[Ca ²⁺ ](i) and pH(in) homeostasis in Kaposi sarcoma cells

Changes in intracellular pH (pH(in)) and intracellular calcium concentration [Ca ²⁺ ](i) play a major role in signal transduction leading to cell growth, differentiation and transformation. In some tumor cell lines, vacuolar (V-type) H ⁺ -adenosine triphosphatases (ATPases) are important in pH(in) regulation. To clarify the neoplastic nature and endothelial origin of Kaposi sarcoma (KS), pH(in) and [Ca ²⁺ ](i) and the functional expression of V-type H ⁺ -ATPases were evaluated in cultured endothelial marker-positive KS cells derived from AIDS-KS skin lesions as compared to human umbilical vein endothelial cells (HUVEC). Human skin fibroblasts (HSF) were also examined. Cells were examined using fluorescence spectroscopy with the pH(in) indicator SNARF-1 and the [Ca ²⁺ ](i) indicator Fura-2. We found that whereas pH(in) recovery from acid loading occurred in the absence of Na ⁺ and HCO ₃ ^- in HUVEC and HSF, KS cells did not recover. Moreover, removal of extracellular Na ⁺ had no effect on [Ca ²⁺ ](i) in HUVEC, but transiently increased [Ca ²⁺ ](i) in KS cells and HSF. This [Ca ²⁺ ](i) spike was unaffected by Ca ²⁺ -free medium, suggesting that it is not due to Na ⁺ /Ca ²⁺ exchange. In addition, use of K ⁺ -containing and K ⁺ -free medium to mimic depolarization or hyperpolarization, which may occur during Na ⁺ removal, did not cause [Ca ²⁺ ](i) changes.
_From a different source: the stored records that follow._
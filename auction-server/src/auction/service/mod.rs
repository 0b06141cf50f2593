use {
    super::repository::Repository,
    crate::{
        api::ws::UpdateEvent,
        config::AuctionConfig,
        store::DocumentStore,
    },
    std::sync::Arc,
    tokio::sync::broadcast,
};

pub mod conclude_auction;
pub mod get_auction;
pub mod start_auction;
pub mod submit_bid;
pub mod subscribe_auction;
pub mod track_viewers;
pub mod verification;

pub struct ServiceInner {
    repo:   Arc<Repository>,
    config: AuctionConfig,
}

#[derive(Clone)]
pub struct Service(Arc<ServiceInner>);
impl std::ops::Deref for Service {
    type Target = ServiceInner;
    fn deref(&self) -> &Self::Target {
        &self.0
    }
}

impl Service {
    pub fn new(
        db: DocumentStore,
        config: AuctionConfig,
        event_sender: broadcast::Sender<UpdateEvent>,
    ) -> Self {
        Self(Arc::new(ServiceInner {
            repo: Arc::new(Repository::new(db, event_sender)),
            config,
        }))
    }
}

#[cfg(test)]
mod tests {
    use {
        super::{
            conclude_auction::ConcludeAuctionInput,
            get_auction::GetAuctionInput,
            start_auction::StartAuctionInput,
            submit_bid::SubmitBidInput,
            subscribe_auction::SubscribeAuctionInput,
            track_viewers::TrackViewerInput,
            Service,
        },
        crate::{
            api::{
                ws::UpdateEvent,
                RestError,
            },
            auction::entities::{
                now_millis,
                AuctionRecord,
                AuctionStatus,
            },
            config::AuctionConfig,
            store::DocumentStore,
        },
        futures::{
            future::join_all,
            StreamExt,
        },
        live_auction_api_types::auction::{
            ItemSpec,
            StreamSession,
        },
        std::time::Duration,
        uuid::Uuid,
    };

    // Generous slack for the wall clock moving between the service taking
    // its snapshot and the assertion.
    const CLOCK_SLACK_MS: i64 = 2_000;

    fn test_service() -> Service {
        let (event_sender, _event_receiver) = tokio::sync::broadcast::channel(100);
        Service::new(DocumentStore::new(), AuctionConfig::default(), event_sender)
    }

    fn item(start_price: u64, bid_increment: u64) -> ItemSpec {
        ItemSpec {
            name: "Vintage denim jacket".to_string(),
            start_price,
            bid_increment,
            image_url: None,
        }
    }

    async fn start(service: &Service, start_price: u64, duration: Duration) -> AuctionRecord {
        service
            .start_auction(StartAuctionInput {
                item: item(start_price, 50),
                duration,
                stream_session: None,
            })
            .await
            .expect("auction should start")
    }

    async fn bid(
        service: &Service,
        auction_id: Uuid,
        amount: u64,
        bidder: &str,
    ) -> Result<u64, RestError> {
        service
            .submit_bid(SubmitBidInput {
                auction_id,
                amount,
                bidder: bidder.to_string(),
            })
            .await
            .map(|receipt| receipt.amount)
    }

    #[tokio::test]
    async fn start_produces_a_fresh_active_record() {
        let service = test_service();
        let before = now_millis();
        let record = start(&service, 100, Duration::from_secs(60)).await;

        assert_eq!(record.status, AuctionStatus::Active);
        assert_eq!(record.current_bid, 100);
        assert_eq!(record.current_bidder, None);
        assert_eq!(record.viewer_count, 0);
        let expected_end = before + 60_000;
        assert!(record.end_time >= expected_end);
        assert!(record.end_time <= expected_end + CLOCK_SLACK_MS);

        let fetched = service
            .get_auction(GetAuctionInput {
                auction_id: record.id,
            })
            .await
            .unwrap();
        assert_eq!(fetched, record);
    }

    #[tokio::test]
    async fn invalid_item_creates_no_record() {
        let service = test_service();
        for (start_price, bid_increment, duration) in [
            (0, 50, Duration::from_secs(60)),
            (100, 0, Duration::from_secs(60)),
            (100, 50, Duration::ZERO),
        ] {
            let result = service
                .start_auction(StartAuctionInput {
                    item:           item(start_price, bid_increment),
                    duration,
                    stream_session: None,
                })
                .await;
            assert!(matches!(result, Err(RestError::BadParameters(_))));
        }
    }

    #[tokio::test]
    async fn end_to_end_scenario() {
        let service = test_service();
        let record = start(&service, 100, Duration::from_secs(600)).await;
        let auction_id = record.id;

        assert_eq!(bid(&service, auction_id, 150, "alice").await, Ok(150));

        assert_eq!(
            bid(&service, auction_id, 140, "bob").await,
            Err(RestError::BidTooLow { current_bid: 150 })
        );

        assert_eq!(bid(&service, auction_id, 200, "bob").await, Ok(200));
        let current = service
            .get_auction(GetAuctionInput { auction_id })
            .await
            .unwrap();
        assert_eq!(current.current_bid, 200);
        assert_eq!(current.current_bidder.as_deref(), Some("bob"));

        let concluded = service
            .conclude_auction(ConcludeAuctionInput { auction_id })
            .await
            .unwrap();
        assert_eq!(concluded.status, AuctionStatus::Ended);
        assert_eq!(concluded.stream_session, None);

        assert_eq!(
            bid(&service, auction_id, 250, "alice").await,
            Err(RestError::AuctionClosed)
        );
        let frozen = service
            .get_auction(GetAuctionInput { auction_id })
            .await
            .unwrap();
        assert_eq!(frozen.current_bid, 200);
        assert_eq!(frozen.current_bidder.as_deref(), Some("bob"));
    }

    #[tokio::test]
    async fn highest_bidder_cannot_raise_their_own_bid() {
        let service = test_service();
        let record = start(&service, 100, Duration::from_secs(600)).await;

        assert_eq!(bid(&service, record.id, 150, "alice").await, Ok(150));
        assert_eq!(
            bid(&service, record.id, 500, "alice").await,
            Err(RestError::AlreadyHighestBidder)
        );
    }

    #[tokio::test]
    async fn bid_on_unknown_auction_is_not_found() {
        let service = test_service();
        assert_eq!(
            bid(&service, Uuid::new_v4(), 150, "alice").await,
            Err(RestError::AuctionNotFound)
        );
    }

    #[tokio::test(flavor = "multi_thread", worker_threads = 4)]
    async fn racing_equal_bids_have_exactly_one_winner() {
        let service = test_service();
        let record = start(&service, 100, Duration::from_secs(600)).await;
        let auction_id = record.id;

        // Both clients computed 100 + 50 from the same snapshot.
        let outcomes: Vec<Result<u64, RestError>> = join_all((0..2).map(|index| {
            let service = service.clone();
            tokio::spawn(async move {
                bid(&service, auction_id, 150, &format!("bidder-{}", index)).await
            })
        }))
        .await
        .into_iter()
        .map(|joined| joined.expect("bidder task should not panic"))
        .collect();

        let accepted = outcomes.iter().filter(|outcome| outcome.is_ok()).count();
        assert_eq!(accepted, 1);
        // The loser sees the winner's amount as the new floor.
        assert!(outcomes
            .iter()
            .any(|outcome| *outcome == Err(RestError::BidTooLow { current_bid: 150 })));

        let current = service
            .get_auction(GetAuctionInput { auction_id })
            .await
            .unwrap();
        assert_eq!(current.current_bid, 150);
    }

    #[tokio::test(flavor = "multi_thread", worker_threads = 4)]
    async fn concurrent_bidding_keeps_the_bid_monotonic() {
        let service = test_service();
        let record = start(&service, 100, Duration::from_secs(600)).await;
        let auction_id = record.id;

        let amounts: Vec<u64> = (1..=32).map(|step| 100 + step * 10).collect();
        let outcomes: Vec<Result<u64, RestError>> = join_all(amounts.iter().map(|&amount| {
            let service = service.clone();
            tokio::spawn(async move {
                bid(&service, auction_id, amount, &format!("bidder-{}", amount)).await
            })
        }))
        .await
        .into_iter()
        .map(|joined| joined.expect("bidder task should not panic"))
        .collect();

        let mut accepted: Vec<u64> = outcomes.into_iter().filter_map(Result::ok).collect();
        assert!(!accepted.is_empty());
        // Accepted amounts are unique, and the record ends at the largest.
        accepted.sort_unstable();
        accepted.dedup();
        let current = service
            .get_auction(GetAuctionInput { auction_id })
            .await
            .unwrap();
        assert_eq!(current.current_bid, *accepted.last().unwrap());
        assert_eq!(amounts.last(), accepted.last());
        // Every rejection was a floor rejection against some accepted amount.
        assert!(current.current_bid >= 100);
    }

    #[tokio::test]
    async fn late_bid_extends_the_countdown_from_now() {
        let service = test_service();
        // Deadline inside the 10s anti-snipe window from the start.
        let record = start(&service, 100, Duration::from_secs(5)).await;

        let before = now_millis();
        let receipt = service
            .submit_bid(SubmitBidInput {
                auction_id: record.id,
                amount:     150,
                bidder:     "alice".to_string(),
            })
            .await
            .unwrap();

        // now + 15s, not old_end + 15s.
        assert!(receipt.end_time >= before + 15_000);
        assert!(receipt.end_time <= before + 15_000 + CLOCK_SLACK_MS);
        assert!(receipt.end_time > record.end_time);
    }

    #[tokio::test]
    async fn conclude_is_idempotent() {
        let service = test_service();
        let record = start(&service, 100, Duration::from_secs(600)).await;

        let first = service
            .conclude_auction(ConcludeAuctionInput {
                auction_id: record.id,
            })
            .await
            .unwrap();
        assert_eq!(first.status, AuctionStatus::Ended);

        let second = service
            .conclude_auction(ConcludeAuctionInput {
                auction_id: record.id,
            })
            .await
            .unwrap();
        assert_eq!(second.status, AuctionStatus::Ended);
    }

    #[tokio::test]
    async fn conclude_detaches_the_stream_session() {
        let service = test_service();
        let record = service
            .start_auction(StartAuctionInput {
                item:           item(100, 50),
                duration:       Duration::from_secs(600),
                stream_session: Some(StreamSession {
                    room_id:   "room-7".to_string(),
                    stream_id: "stream-7".to_string(),
                }),
            })
            .await
            .unwrap();
        assert!(record.stream_session.is_some());

        let concluded = service
            .conclude_auction(ConcludeAuctionInput {
                auction_id: record.id,
            })
            .await
            .unwrap();
        assert_eq!(concluded.status, AuctionStatus::Ended);
        assert_eq!(concluded.stream_session, None);
    }

    #[tokio::test]
    async fn viewer_counts_track_joins_and_leaves() {
        let service = test_service();
        let record = start(&service, 100, Duration::from_secs(600)).await;
        let input = TrackViewerInput {
            auction_id: record.id,
        };

        service.viewer_joined(input.clone()).await.unwrap();
        service.viewer_joined(input.clone()).await.unwrap();
        service.viewer_left(input.clone()).await.unwrap();
        let current = service
            .get_auction(GetAuctionInput {
                auction_id: record.id,
            })
            .await
            .unwrap();
        assert_eq!(current.viewer_count, 1);

        // Leaving twice more clamps at zero instead of underflowing.
        service.viewer_left(input.clone()).await.unwrap();
        service.viewer_left(input).await.unwrap();
        let current = service
            .get_auction(GetAuctionInput {
                auction_id: record.id,
            })
            .await
            .unwrap();
        assert_eq!(current.viewer_count, 0);
    }

    #[tokio::test]
    async fn subscription_sees_the_current_state_then_each_commit() {
        let service = test_service();
        let record = start(&service, 100, Duration::from_secs(600)).await;

        let stream = service
            .subscribe_auction(SubscribeAuctionInput {
                auction_id: record.id,
            })
            .await
            .unwrap();
        futures::pin_mut!(stream);

        let initial = stream.next().await.unwrap();
        assert_eq!(initial.current_bid, 100);

        bid(&service, record.id, 150, "alice").await.unwrap();
        let updated = stream.next().await.unwrap();
        assert_eq!(updated.current_bid, 150);
        assert_eq!(updated.current_bidder.as_deref(), Some("alice"));
    }

    #[tokio::test]
    async fn event_channel_sees_commits_in_commit_order() {
        let (event_sender, mut event_receiver) = tokio::sync::broadcast::channel(100);
        let service = Service::new(DocumentStore::new(), AuctionConfig::default(), event_sender);
        let record = start(&service, 100, Duration::from_secs(600)).await;

        bid(&service, record.id, 150, "alice").await.unwrap();
        bid(&service, record.id, 200, "bob").await.unwrap();

        // Coalescing may skip intermediate snapshots, but the delivered
        // sequence must follow the committed one: never a lower bid after a
        // higher one.
        let mut last = 0;
        while last < 200 {
            let UpdateEvent::AuctionUpdate(snapshot) = event_receiver
                .recv()
                .await
                .expect("event channel should stay open");
            assert!(snapshot.current_bid >= last);
            last = snapshot.current_bid;
        }
    }

    #[tokio::test]
    async fn subscribing_to_unknown_auction_fails() {
        let service = test_service();
        let result = service
            .subscribe_auction(SubscribeAuctionInput {
                auction_id: Uuid::new_v4(),
            })
            .await;
        assert!(matches!(result, Err(RestError::AuctionNotFound)));
    }
}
The [Ca ²⁺ ](i) levels were also not sensitive to intracellular acidification but were specifically sensitive to [Na ⁺ ]. Thus, KS cells differ from normal endothelial cells in the kinetics of pH(in) recovery to acid loads, and in the presence of a specific [Na ⁺ ]-sensitive intracellular Ca ²⁺ pool. These differences in ion homeostasis indicate that these cell types are not developmentally related or that alterations in ion transport are a part of the etiology of the KS lesion.